Waiting for pieces is one of my least favorite parts about building, as I’m sure it is for a lot of you. However, it does give you some time to reflect on your build and think about what you could change, or things you could do better on in the future. Building Lego is a process, but if you take your time and apply some care and attention, your end product will be much better. You will also gain a much greater sense of accomplishment, which is one of my favorite parts!
Choosing the color for the second floor of the Lego coffee shop and bookstore was difficult. I didn’t want the building to look like two separate modules attached together. I wanted the sections to blend together nicely and keep a similar style. The medium blue walls for the second floor really makes the building stand out. The more color the better!
With both the front and back walls taking shape, I finally had a rough idea of what the building was going to look like as a whole. But like all builds, in my opinion the roof is the hardest part. Just like the ending to a book, a roof ties of all loose ends of the build and gives it the final finishing touch. I personally find building the roof the best part of the build, because you have a lot more freedom than you do with any given floor of the building.
After choosing a style of roof for the build, I played around with some ideas on how I wanted it to look.
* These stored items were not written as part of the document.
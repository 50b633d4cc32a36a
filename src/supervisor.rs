use std::sync::atomic::{AtomicBool, AtomicU64, Ordering};
use std::thread;
use std::time::{Duration, Instant};

use crate::clock;
use crate::config::SyncloadConfig;
use crate::engine::{LoadCycle, Phases, ProcState, WorkerHost};
use crate::error::Error;
use crate::shm::SharedRegion;
use crate::spin::Registry;

static STOP: AtomicBool = AtomicBool::new(false);

const POLL_INTERVAL: Duration = Duration::from_millis(50);

extern "C" fn signal_handler(_sig: libc::c_int) {
    STOP.store(true, Ordering::Relaxed);
}

/// Forked workers inherit these handlers.
fn install_signal_handlers() {
    unsafe {
        let mut sa: libc::sigaction = std::mem::zeroed();
        sa.sa_sigaction = signal_handler as *const () as usize;
        sa.sa_flags = libc::SA_RESTART;
        libc::sigemptyset(&mut sa.sa_mask);
        libc::sigaction(libc::SIGTERM, &sa, std::ptr::null_mut());
        libc::sigaction(libc::SIGINT, &sa, std::ptr::null_mut());
    }
}

fn report_state(instance: usize, state: ProcState) {
    log::debug!(target: "syncload::worker", "worker {}: state {}", instance, state.name());

    #[cfg(target_os = "linux")]
    {
        let name = match state {
            ProcState::Run => c"syncload-run",
            ProcState::Deinit => c"syncload-deinit",
        };
        unsafe {
            libc::prctl(libc::PR_SET_NAME, name.as_ptr() as libc::c_ulong, 0, 0, 0);
        }
    }
}

/// Worker-side collaborators for a forked worker process.
pub struct ProcessHost<'a> {
    instance: usize,
    counter: &'a AtomicU64,
    max_ops: u64,
}

impl<'a> ProcessHost<'a> {
    pub fn new(instance: usize, counter: &'a AtomicU64, max_ops: u64) -> Self {
        Self {
            instance,
            counter,
            max_ops,
        }
    }
}

impl WorkerHost for ProcessHost<'_> {
    fn instance(&self) -> usize {
        self.instance
    }

    fn now(&self) -> f64 {
        clock::now()
    }

    fn sleep_ns(&mut self, ns: u64) {
        thread::sleep(Duration::from_nanos(ns));
    }

    fn keep_running(&self) -> bool {
        !self.stop_requested()
            && (self.max_ops == 0 || self.counter.load(Ordering::Relaxed) < self.max_ops)
    }

    fn stop_requested(&self) -> bool {
        STOP.load(Ordering::Relaxed)
    }

    fn inc_counter(&mut self) {
        self.counter.fetch_add(1, Ordering::Relaxed);
    }

    fn set_state(&mut self, state: ProcState) {
        report_state(self.instance, state);
    }
}

fn run_worker(
    instance: usize,
    region: &SharedRegion,
    registry: &Registry,
    cfg: &SyncloadConfig,
) -> i32 {
    let mut host = ProcessHost::new(instance, region.counter(instance), cfg.ops);
    let report = LoadCycle::new(Phases::from(cfg), registry).run(&mut host, region.clock());
    log::info!(
        target: "syncload::worker",
        "worker {}: {} cycles completed, deadline {:.3}s past reference",
        instance,
        report.cycles,
        report.timeout - report.reference,
    );
    libc::EXIT_SUCCESS
}

struct Child {
    instance: usize,
    pid: libc::pid_t,
}

fn signal_all(children: &[Child], sig: libc::c_int) {
    for child in children {
        unsafe {
            libc::kill(child.pid, sig);
        }
    }
}

/// Describe an abnormal exit, or `None` when the worker ended cleanly.
fn exit_problem(status: libc::c_int, sent_kill: bool) -> Option<String> {
    if libc::WIFEXITED(status) {
        let code = libc::WEXITSTATUS(status);
        return (code != 0).then(|| format!("exited with status {}", code));
    }
    if libc::WIFSIGNALED(status) {
        let sig = libc::WTERMSIG(status);
        let expected = sig == libc::SIGTERM
            || sig == libc::SIGINT
            || (sig == libc::SIGKILL && sent_kill);
        return (!expected).then(|| format!("killed by signal {}", sig));
    }
    Some(format!("ended with wait status {:#x}", status))
}

/// Reap every child. Sends SIGTERM once the run deadline passes or a stop
/// was requested, then SIGKILL to anything still alive after `grace`.
fn supervise(
    mut live: Vec<Child>,
    deadline: Option<Instant>,
    grace: Duration,
) -> Result<Vec<String>, Error> {
    let mut failures = Vec::new();
    let mut terminated_at: Option<Instant> = None;
    let mut sent_kill = false;

    while !live.is_empty() {
        let now = Instant::now();
        if terminated_at.is_none()
            && (STOP.load(Ordering::Relaxed) || deadline.is_some_and(|d| now >= d))
        {
            log::info!("stopping {} workers", live.len());
            STOP.store(true, Ordering::Relaxed);
            signal_all(&live, libc::SIGTERM);
            terminated_at = Some(now);
        }
        if let Some(t) = terminated_at {
            if !sent_kill && now.duration_since(t) >= grace {
                log::warn!("{} workers ignored SIGTERM, killing", live.len());
                signal_all(&live, libc::SIGKILL);
                sent_kill = true;
            }
        }

        let mut status: libc::c_int = 0;
        let pid = unsafe { libc::waitpid(-1, &mut status, libc::WNOHANG) };
        if pid > 0 {
            if let Some(pos) = live.iter().position(|c| c.pid == pid) {
                let child = live.swap_remove(pos);
                if let Some(problem) = exit_problem(status, sent_kill) {
                    log::error!("worker {} (pid {}) {}", child.instance, pid, problem);
                    failures.push(format!("worker {} {}", child.instance, problem));
                }
            }
        } else if pid == 0 {
            thread::sleep(POLL_INTERVAL);
        } else {
            let err = std::io::Error::last_os_error();
            match err.raw_os_error() {
                Some(libc::EINTR) => continue,
                Some(libc::ECHILD) => break,
                _ => return Err(err.into()),
            }
        }
    }

    Ok(failures)
}

/// Reap the workers already started when a later fork fails. Problems are
/// logged, not returned, so the fork error stays the one reported.
fn reap_after_failed_fork(children: Vec<Child>, grace: Duration) -> usize {
    match supervise(children, None, grace) {
        Ok(failures) => failures.len(),
        Err(e) => {
            log::warn!("cleanup after failed fork: {}", e);
            1
        }
    }
}

/// Grace period between SIGTERM and SIGKILL: a worker only notices a stop
/// between phases, so allow two full cycles at maximum jitter.
fn stop_grace(cfg: &SyncloadConfig) -> Duration {
    let cycle_ms = (cfg.msbusy + cfg.mssleep) as f64 * 1.1;
    Duration::from_millis((2.0 * cycle_ms) as u64) + Duration::from_secs(1)
}

pub fn run(cfg: &SyncloadConfig) -> Result<(), Error> {
    let timeout = cfg.timeout_duration()?;
    let region = SharedRegion::new(cfg.workers, cfg.clock_guard)?;
    let registry = Registry::detect();

    install_signal_handlers();

    log::info!(
        "started: workers={} busy={}ms sleep={}ms ops={} guard={} busy-ops={}",
        cfg.workers,
        cfg.msbusy,
        cfg.mssleep,
        cfg.ops,
        region.clock().guard().name(),
        registry.len(),
    );

    let started = Instant::now();
    let mut children = Vec::with_capacity(cfg.workers);
    for instance in 0..cfg.workers {
        let pid = unsafe { libc::fork() };
        if pid < 0 {
            let err = std::io::Error::last_os_error();
            STOP.store(true, Ordering::Relaxed);
            signal_all(&children, libc::SIGTERM);
            reap_after_failed_fork(children, stop_grace(cfg));
            return Err(Error::Worker(format!(
                "fork of worker {} failed: {}",
                instance, err
            )));
        }
        if pid == 0 {
            let code = run_worker(instance, &region, &registry, cfg);
            log::logger().flush();
            unsafe { libc::_exit(code) };
        }
        children.push(Child { instance, pid });
    }

    let failures = supervise(children, timeout.map(|d| started + d), stop_grace(cfg))?;

    if !region.clock().is_set() {
        log::warn!("leader never published a reference time");
    }

    let elapsed = started.elapsed().as_secs_f64();
    let total = region.total_ops();
    for (instance, counter) in region.counters().iter().enumerate() {
        log::debug!(
            "worker {}: {} bogo ops",
            instance,
            counter.load(Ordering::Relaxed)
        );
    }
    log::info!(
        "completed: {} bogo ops in {:.2}s ({:.2} ops/s)",
        total,
        elapsed,
        if elapsed > 0.0 { total as f64 / elapsed } else { 0.0 },
    );

    if !failures.is_empty() {
        return Err(Error::Worker(failures.join("; ")));
    }
    Ok(())
}

#[cfg(test)]
mod tests {
    use super::*;

    #[test]
    fn test_process_host_ops_limit() {
        let counter = AtomicU64::new(0);
        let mut host = ProcessHost::new(2, &counter, 2);
        assert_eq!(host.instance(), 2);
        assert!(host.keep_running());
        host.inc_counter();
        assert!(host.keep_running());
        host.inc_counter();
        assert!(!host.keep_running());
        assert_eq!(counter.load(Ordering::Relaxed), 2);
    }

    #[test]
    fn test_process_host_unlimited_ops() {
        let counter = AtomicU64::new(1_000_000);
        let host = ProcessHost::new(0, &counter, 0);
        assert!(host.keep_running());
    }

    #[test]
    fn test_process_host_time_advances() {
        let counter = AtomicU64::new(0);
        let mut host = ProcessHost::new(0, &counter, 0);
        let before = host.now();
        host.sleep_ns(2_000_000);
        assert!(host.now() - before >= 0.002);
    }

    #[test]
    fn test_exit_problem_classification() {
        // Wait statuses as encoded by Linux: exit code in bits 8-15, signal in 0-6.
        assert_eq!(exit_problem(0, false), None);
        assert!(exit_problem(1 << 8, false).is_some());
        assert_eq!(exit_problem(libc::SIGTERM, false), None);
        assert!(exit_problem(libc::SIGKILL, false).is_some());
        assert_eq!(exit_problem(libc::SIGKILL, true), None);
        assert!(exit_problem(libc::SIGSEGV, false).is_some());
    }

    #[test]
    fn test_reap_after_failed_fork_collects_children() {
        let pid = unsafe { libc::fork() };
        assert!(pid >= 0);
        if pid == 0 {
            unsafe { libc::_exit(0) };
        }
        let children = vec![Child { instance: 0, pid }];
        assert_eq!(reap_after_failed_fork(children, Duration::from_secs(5)), 0);

        let mut status = 0;
        let ret = unsafe { libc::waitpid(pid, &mut status, libc::WNOHANG) };
        assert_eq!(ret, -1, "child should already be reaped");
    }

    #[test]
    fn test_stop_grace_covers_two_cycles() {
        let cfg = SyncloadConfig {
            msbusy: 1000,
            mssleep: 500,
            ..Default::default()
        };
        assert!(stop_grace(&cfg) >= Duration::from_millis(3300));
    }
}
I love adding depth to my builds because it adds texture, while flat buildings are unappealing, and well… flat! The arched bricks at the top were perfect to complete the look, but I wasn’t sure about the color. Brown doesn’t stand out very much and it makes the roof look dark, while the rest of the building is bright. So it didn’t match, and I ended up changing the color to match the second floor.
As you can see in the picture to the right, the second floor still isn’t completed. There are still some stone pieces missing on the sides, and I ran out of blue so the walls weren’t complete at this stage. But waiting for my parts orders was not going to stop me from continuing my progress.
When my orders finally did arrive, I had figured out exactly what I wanted to do with the finishing touches of the build, and promptly made the changes. I love how colorful the build is, and I’m excited to work with some other unusual colors to liven up the Lego city! Try it for yourself and build your next project with a color that you ordinarily wouldn’t touch. You might be surprised with the results! Using the LDD program, I would never have chosen these colors to match together, but I am extremely pleased with the results.
I hope you enjoyed learning my process, and the steps I took to design this Lego coffee shop and bookstore. I had a blast building it, and I encourage you to pull out your Lego and build a custom model of your own!